## ASSIGNMENT:
Wherever the word "integers" appears in a line of the records, copy that line.

Extracted records
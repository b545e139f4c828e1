//! Global "drop everything" broadcast.
//!
//! A containment zone triggers [`ForceDropEvent`] before it finalizes a
//! capture, so no holder is left carrying a bird in a half-captured state.
//! The [`force_drop_observer`](crate::systems::pickup::force_drop_observer)
//! empties every [`Holder`](crate::components::holder::Holder).

use bevy_ecs::prelude::*;

/// Event asking every holder to drop what it carries.
#[derive(Event, Debug, Clone, Copy, Default)]
pub struct ForceDropEvent;
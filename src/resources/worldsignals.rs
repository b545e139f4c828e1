//! Global signal storage resource.
//!
//! The [`WorldSignals`] resource provides a world-wide signal map for
//! cross-system communication.
//!
//! Use cases include:
//! - Publishing cage counters (`"cage:captured"`, `"cage:free"`)
//! - The scene requested by the win/draw transitions (`"scene"`)
//! - Global flags like `"game_over"`
//! - Named entities of interest for level scripts

use bevy_ecs::prelude::{Entity, Resource};
use rustc_hash::{FxHashMap, FxHashSet};

/// Global signal storage for cross-system communication.
///
/// Provides maps for scalars, integers, strings, and flags accessible from
/// any system without entity queries.
#[derive(Debug, Clone, Default, Resource)]
pub struct WorldSignals {
    /// Floating-point numeric signals addressed by string keys.
    pub scalars: FxHashMap<String, f32>,
    /// Integer numeric signals addressed by string keys.
    pub integers: FxHashMap<String, i32>,
    /// String signals addressed by string keys.
    pub strings: FxHashMap<String, String>,
    /// Presence-only boolean flags; a key being present means "true".
    pub flags: FxHashSet<String>,
    /// Map of entities of interest for the current game state.
    pub entities: FxHashMap<String, Entity>,
}

impl WorldSignals {
    /// Set a floating-point signal value.
    pub fn set_scalar(&mut self, key: impl Into<String>, value: f32) {
        self.scalars.insert(key.into(), value);
    }
    /// Get a floating-point signal by key.
    pub fn get_scalar(&self, key: &str) -> Option<f32> {
        self.scalars.get(key).copied()
    }
    /// Remove a floating-point signal by key.
    pub fn remove_scalar(&mut self, key: &str) -> Option<f32> {
        self.scalars.remove(key)
    }
    /// Set an integer signal value.
    pub fn set_integer(&mut self, key: impl Into<String>, value: i32) {
        self.integers.insert(key.into(), value);
    }
    /// Get an integer signal by key.
    pub fn get_integer(&self, key: &str) -> Option<i32> {
        self.integers.get(key).copied()
    }
    /// Set a string signal value.
    pub fn set_string(&mut self, key: impl Into<String>, value: impl Into<String>) {
        self.strings.insert(key.into(), value.into());
    }
    /// Get a string signal by key.
    /// It's recommended to clone the String if you need ownership.
    pub fn get_string(&self, key: &str) -> Option<&String> {
        self.strings.get(key)
    }
    /// Mark a flag as present/true.
    pub fn set_flag(&mut self, key: impl Into<String>) {
        self.flags.insert(key.into());
    }
    /// Remove a flag (make it false/absent).
    pub fn clear_flag(&mut self, key: &str) {
        self.flags.remove(key);
    }
    /// Check whether a flag is present/true.
    pub fn has_flag(&self, key: &str) -> bool {
        self.flags.contains(key)
    }
    /// Get an entity by key.
    pub fn get_entity(&self, key: &str) -> Option<&Entity> {
        self.entities.get(key)
    }
    /// Set an entity by key.
    pub fn set_entity(&mut self, key: impl Into<String>, entity: Entity) {
        self.entities.insert(key.into(), entity);
    }
}
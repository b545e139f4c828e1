//! Overlap notifications between a cage and another entity.
//!
//! The [`cage_overlap_detector`](crate::systems::cage::cage_overlap_detector)
//! system emits one [`OverlapEvent`] per cage/entity pair and tick: `Enter`
//! on the first overlapping tick, `Stay` while the overlap continues, and
//! `Exit` on the first tick without it. Hosts with their own physics can
//! trigger these events directly instead of running the detector.
//!
//! The cage answers an overlap partly through `Commands` (settle insert,
//! force drop, win notification). Outside a system, deliver the event with
//! [`trigger_overlap`](crate::game::trigger_overlap), which flushes the world
//! afterwards; a bare `world.trigger` leaves those commands queued.
//!
//! # Example
//!
//! ```ignore
//! trigger_overlap(&mut world, OverlapEvent::enter(cage, bird));
//! ```

use bevy_ecs::prelude::*;

#[derive(Debug, Clone, Copy, PartialEq, Eq)]
pub enum OverlapKind {
    Enter,
    Stay,
    Exit,
}

/// Event fired when an entity enters, stays in, or leaves a cage volume.
#[derive(Event, Debug, Clone, Copy, PartialEq, Eq)]
pub struct OverlapEvent {
    /// The cage entity (carries a `ContainmentZone`).
    pub zone: Entity,
    /// The entity overlapping it.
    pub other: Entity,
    pub kind: OverlapKind,
}

impl OverlapEvent {
    pub fn enter(zone: Entity, other: Entity) -> Self {
        Self {
            zone,
            other,
            kind: OverlapKind::Enter,
        }
    }

    pub fn stay(zone: Entity, other: Entity) -> Self {
        Self {
            zone,
            other,
            kind: OverlapKind::Stay,
        }
    }

    pub fn exit(zone: Entity, other: Entity) -> Self {
        Self {
            zone,
            other,
            kind: OverlapKind::Exit,
        }
    }
}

## TASK OUTPUT:
/// Provides maps for scalars, integers, strings, and flags accessible from
    pub integers: FxHashMap<String, i32>,
        self.integers.insert(key.into(), value);
        self.integers.get(key).copied()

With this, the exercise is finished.